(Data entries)
————

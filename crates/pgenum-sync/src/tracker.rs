//! Per-run DDL deduplication
//!
//! Several columns across several tables can reference the same enum type
//! within one schema-sync pass, each independently requesting the same
//! `CREATE TYPE` / `ALTER TYPE` statement. The tracker records every
//! statement queued for a type during the current run so each is emitted at
//! most once, and so the removal decision can tell whether a `DROP TYPE`
//! would conflict with statements already queued for the same type.
//!
//! The tracker is session state owned by the orchestrator, never global; it
//! must be reset at every session boundary or statements from a prior run
//! would be suppressed incorrectly.

use indexmap::IndexMap;

/// Tracks the DDL statements queued per enum type during one sync run.
#[derive(Debug, Default)]
pub struct TypeQueryTracker {
	persistence: IndexMap<String, Vec<String>>,
	usage: IndexMap<String, Vec<String>>,
	removal: IndexMap<String, Vec<String>>,
}

impl TypeQueryTracker {
	pub fn new() -> Self {
		Self::default()
	}

	/// Whether this exact CREATE/ALTER TYPE statement is already queued for
	/// the type.
	pub fn has_persistence_query(&self, sql: &str, type_name: &str) -> bool {
		Self::has(&self.persistence, sql, type_name)
	}

	pub fn add_persistence_query(&mut self, sql: impl Into<String>, type_name: &str) {
		Self::add(&mut self.persistence, sql.into(), type_name);
	}

	/// Whether this exact column-level ALTER statement is already queued for
	/// the type.
	pub fn has_usage_query(&self, sql: &str, type_name: &str) -> bool {
		Self::has(&self.usage, sql, type_name)
	}

	pub fn add_usage_query(&mut self, sql: impl Into<String>, type_name: &str) {
		Self::add(&mut self.usage, sql.into(), type_name);
	}

	/// Whether a DROP TYPE statement is already queued for the type.
	pub fn has_removal_query(&self, sql: &str, type_name: &str) -> bool {
		Self::has(&self.removal, sql, type_name)
	}

	pub fn add_removal_query(&mut self, sql: impl Into<String>, type_name: &str) {
		Self::add(&mut self.removal, sql.into(), type_name);
	}

	/// No CREATE/ALTER TYPE statement queued for the type in this run.
	/// A type being created or extended right now must never be dropped in
	/// the same run.
	pub fn is_persistence_stack_empty(&self, type_name: &str) -> bool {
		Self::is_empty(&self.persistence, type_name)
	}

	/// No column-level statement queued for the type in this run.
	pub fn is_usage_stack_empty(&self, type_name: &str) -> bool {
		Self::is_empty(&self.usage, type_name)
	}

	/// Clear all stacks. Must be called at every session boundary.
	pub fn reset(&mut self) {
		self.persistence.clear();
		self.usage.clear();
		self.removal.clear();
	}

	fn has(stack: &IndexMap<String, Vec<String>>, sql: &str, type_name: &str) -> bool {
		stack
			.get(type_name)
			.is_some_and(|queries| queries.iter().any(|q| q == sql))
	}

	fn add(stack: &mut IndexMap<String, Vec<String>>, sql: String, type_name: &str) {
		stack.entry(type_name.to_string()).or_default().push(sql);
	}

	fn is_empty(stack: &IndexMap<String, Vec<String>>, type_name: &str) -> bool {
		stack.get(type_name).is_none_or(Vec::is_empty)
	}
}

#[cfg(test)]
mod tests {
	use super::*;

	#[test]
	fn queued_statement_is_found_per_type() {
		let mut tracker = TypeQueryTracker::new();
		tracker.add_persistence_query("CREATE TYPE a AS ENUM ('x')", "a");

		assert!(tracker.has_persistence_query("CREATE TYPE a AS ENUM ('x')", "a"));
		assert!(!tracker.has_persistence_query("CREATE TYPE a AS ENUM ('x')", "b"));
		assert!(!tracker.has_persistence_query("CREATE TYPE a AS ENUM ('y')", "a"));
	}

	#[test]
	fn stacks_are_independent() {
		let mut tracker = TypeQueryTracker::new();
		tracker.add_usage_query("ALTER TABLE t ALTER c TYPE a", "a");

		assert!(!tracker.has_persistence_query("ALTER TABLE t ALTER c TYPE a", "a"));
		assert!(!tracker.has_removal_query("ALTER TABLE t ALTER c TYPE a", "a"));
		assert!(tracker.has_usage_query("ALTER TABLE t ALTER c TYPE a", "a"));
	}

	#[test]
	fn emptiness_reflects_queued_statements() {
		let mut tracker = TypeQueryTracker::new();
		assert!(tracker.is_persistence_stack_empty("a"));
		assert!(tracker.is_usage_stack_empty("a"));

		tracker.add_persistence_query("CREATE TYPE a AS ENUM ('x')", "a");
		tracker.add_usage_query("ALTER TABLE t ALTER c TYPE a", "a");

		assert!(!tracker.is_persistence_stack_empty("a"));
		assert!(!tracker.is_usage_stack_empty("a"));
		assert!(tracker.is_persistence_stack_empty("other"));
	}

	#[test]
	fn reset_clears_every_stack() {
		let mut tracker = TypeQueryTracker::new();
		tracker.add_persistence_query("CREATE TYPE a AS ENUM ('x')", "a");
		tracker.add_usage_query("ALTER TABLE t ALTER c TYPE a", "a");
		tracker.add_removal_query("DROP TYPE a", "a");

		tracker.reset();

		assert!(!tracker.has_persistence_query("CREATE TYPE a AS ENUM ('x')", "a"));
		assert!(!tracker.has_usage_query("ALTER TABLE t ALTER c TYPE a", "a"));
		assert!(!tracker.has_removal_query("DROP TYPE a", "a"));
		assert!(tracker.is_persistence_stack_empty("a"));
	}
}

————

Problem to solve: The lines you need are those with the word "session"; list them from the entries.

Solution to this exercise:
//! The tracker is session state owned by the orchestrator, never global; it
//! must be reset at every session boundary or statements from a prior run
	/// Clear all stacks. Must be called at every session boundary.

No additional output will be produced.